December 8, 2008

Mr. Professional, I Was Wrong

As dictated by Faranza Syns

Okay. I came up with this title in the car.

I just don't know why I came up with it.

*sigh*

Anyways, couldn't pray for the Eid prayers today. So I stayed back at my grandmother's house. We always have gatherings at our grandparents' house during the Eid.

And so, since I was... incapacitate (pfffft), Mama asked me prepare the table.

Initial reation: But there's not gonna be anyone home! And... I don't know how--

Mama: Just do the best that you can.


And so, they were off, leaving poor, befuddled me to fend for myself. The best that I can.

It took a few seconds of calm breathing for me to talk my self into doing "the best that I can".

Then, panic set in again. I opened the cupboard. "Freakin heck! Why're there so many types of PLATES? .... Oh my God... which cup to use? A glass, maybe? Which teacup? This type of saucer? Oh... my...."

I ran to my phone. Took it out of it's casing and dialed ma's number. Then, from the corner of my eye, I saw it.

Her handbag.

On the sidetable.

At my grandparents' house.

OH MY ****.

Frankly, it was like a tennis match. One moment I was saying "Cool it, Farhana. You can do this. Do the best that you can."

The next second, I was yelling at myself like a loon, saying I'll never get anything done.

Then, I moved to mom's bag. It looked... suspiciously devoid of... stuff... in it...

A quick search made me stop in a stupor.

Heck, her phone wasn't there. She brought it along with her.
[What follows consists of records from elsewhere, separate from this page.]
//! Test fixtures and helpers.
//!
//! Common setup code for integration tests.

use std::sync::atomic::{AtomicBool, AtomicI64, Ordering};
use std::sync::Arc;

use star_registry_core::{BlockDigest, BlockHasher, Clock, CoreError, Keypair, Sha256Hasher};
use star_registry_ledger::Ledger;

/// Tag the default registry configuration closes challenges with.
pub const PROTOCOL_TAG: &str = "starRegistry";

/// A clock that only moves when told to.
#[derive(Debug, Default)]
pub struct ManualClock {
    now: AtomicI64,
}

impl ManualClock {
    pub fn new(now: i64) -> Self {
        Self {
            now: AtomicI64::new(now),
        }
    }

    pub fn now(&self) -> i64 {
        self.now.load(Ordering::SeqCst)
    }

    pub fn set(&self, now: i64) {
        self.now.store(now, Ordering::SeqCst);
    }

    pub fn advance(&self, secs: i64) {
        self.now.fetch_add(secs, Ordering::SeqCst);
    }
}

impl Clock for ManualClock {
    fn now_secs(&self) -> i64 {
        self.now()
    }
}

/// A SHA-256 hasher that can be switched into failure.
#[derive(Debug, Default)]
pub struct FailingHasher {
    failing: AtomicBool,
}

impl FailingHasher {
    pub fn new() -> Self {
        Self::default()
    }

    pub fn fail(&self, failing: bool) {
        self.failing.store(failing, Ordering::SeqCst);
    }
}

impl BlockHasher for FailingHasher {
    fn digest(&self, data: &[u8]) -> Result<BlockDigest, CoreError> {
        if self.failing.load(Ordering::SeqCst) {
            return Err(CoreError::HashingFailure("hasher switched off".into()));
        }
        Ok(Sha256Hasher::hash(data))
    }
}

/// A claimant with a keypair.
pub struct TestFixture {
    pub keypair: Keypair,
}

impl TestFixture {
    /// Create a new test fixture with a random keypair.
    pub fn new() -> Self {
        Self {
            keypair: Keypair::generate(),
        }
    }

    /// Create with a deterministic keypair from seed.
    pub fn with_seed(seed: [u8; 32]) -> Self {
        Self {
            keypair: Keypair::from_seed(&seed),
        }
    }

    /// The claimant's address.
    pub fn address(&self) -> String {
        self.keypair.address()
    }

    /// The challenge message the registry would issue at `issued_at`.
    pub fn challenge_at(&self, issued_at: i64) -> String {
        format!("{}:{}:{}", self.address(), issued_at, PROTOCOL_TAG)
    }

    /// Sign an arbitrary message.
    pub fn sign(&self, message: &str) -> String {
        self.keypair.sign_message(message)
    }

    /// A challenge issued at `issued_at` together with its signature.
    pub fn signed_challenge_at(&self, issued_at: i64) -> (String, String) {
        let message = self.challenge_at(issued_at);
        let signature = self.sign(&message);
        (message, signature)
    }
}

impl Default for TestFixture {
    fn default() -> Self {
        Self::new()
    }
}

/// Create multiple test fixtures for multi-party tests.
pub fn multi_party_fixtures(count: usize) -> Vec<TestFixture> {
    (0..count)
        .map(|i| {
            let mut seed = [0u8; 32];
            seed[0] = i as u8;
            seed[31] = 0x5a;
            TestFixture::with_seed(seed)
        })
        .collect()
}

/// A SHA-256 ledger driven by `clock`.
pub fn manual_ledger(clock: Arc<ManualClock>) -> Arc<Ledger> {
    match Ledger::new(Arc::new(Sha256Hasher), clock) {
        Ok(ledger) => Arc::new(ledger),
        Err(e) => panic!("sealing genesis with SHA-256 cannot fail: {e}"),
    }
}

/// Bytes that never decode as a claim.
pub fn garbage_payload() -> Vec<u8> {
    vec![0xff, 0x00, 0x13, 0x37]
}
So I should've called her in the beginning.

Yes, it was a pretty stressful morning. Thanks to myself, that is.

Then, I decided that the best way out is to wait at the door until they came from prayers and point out immediately the reasons why I couldn't set the table. Assuaged of guilt (quite easily. I'm pretty shocked myself), I sat down and read "Born in Ice" by Nora Roberts. (Damn you, Tarrant. Hmmph)

Turns out, it was okay. Well, they understood my plight (pffft) anyways.

So, all of us, the females of the family, set the table, prepared the food, set the table... and prepared the food again.... Yes, get it? I'm comparing males and females, here.

Anyways. Amira, my youngest cosuin, was looking way adorable. There was one part where me, Jaz, and Qiha were sitting on the same sofa. Then, Amira (she's 2, or something. i think. Dunno?) came over. She sat with us. Awww, so damned adorable.

Amira: *Points at rempeyek* Nak!
Me: *blinks* Sure ke ni?
Amira: Nak!
Me: *stares doubtfully* Sure?
Amira: NAK.

Jaz fished out a small piece from the jar. Then, Amira grabbed it. Jaz held on to it, teasing her. Amira broke off a small chunk of it, which would've satisfied us grown kids, but just makes teeny-tiny kids like her lust for more. And so, she struggled with Jaz for it. Jaz finally let go.

We watched as Amira chewed on it.

Amira: Tak sedap.



Awwww... the road to discovery, huh?

She nearly put the piece back into the jar if we hadn't stopped her. We resorted to the age-old tactic of finishing food.

All: Kasi kat mama. Bagi kat mama. Cepat, cepat.

Her mom was walking up the stairs. Amira waited a bit. Then, cheekily, she trailed after her mother. Before climbing the stairs, she turned to us, and gave a devillishly cheeky smile that would've made me squeeze her to death had I not have the presence of mind to know that killing is... bad. (there you go, Hariz. I like babies, too. Happy?)

Mind you, my cousin Ames (Amyra) from Penang came over and was celebrating the Eid with us.

Amira. And Amyra.

Yes, there were times that I enjoyed making Ames look at me when I call out Amira's name.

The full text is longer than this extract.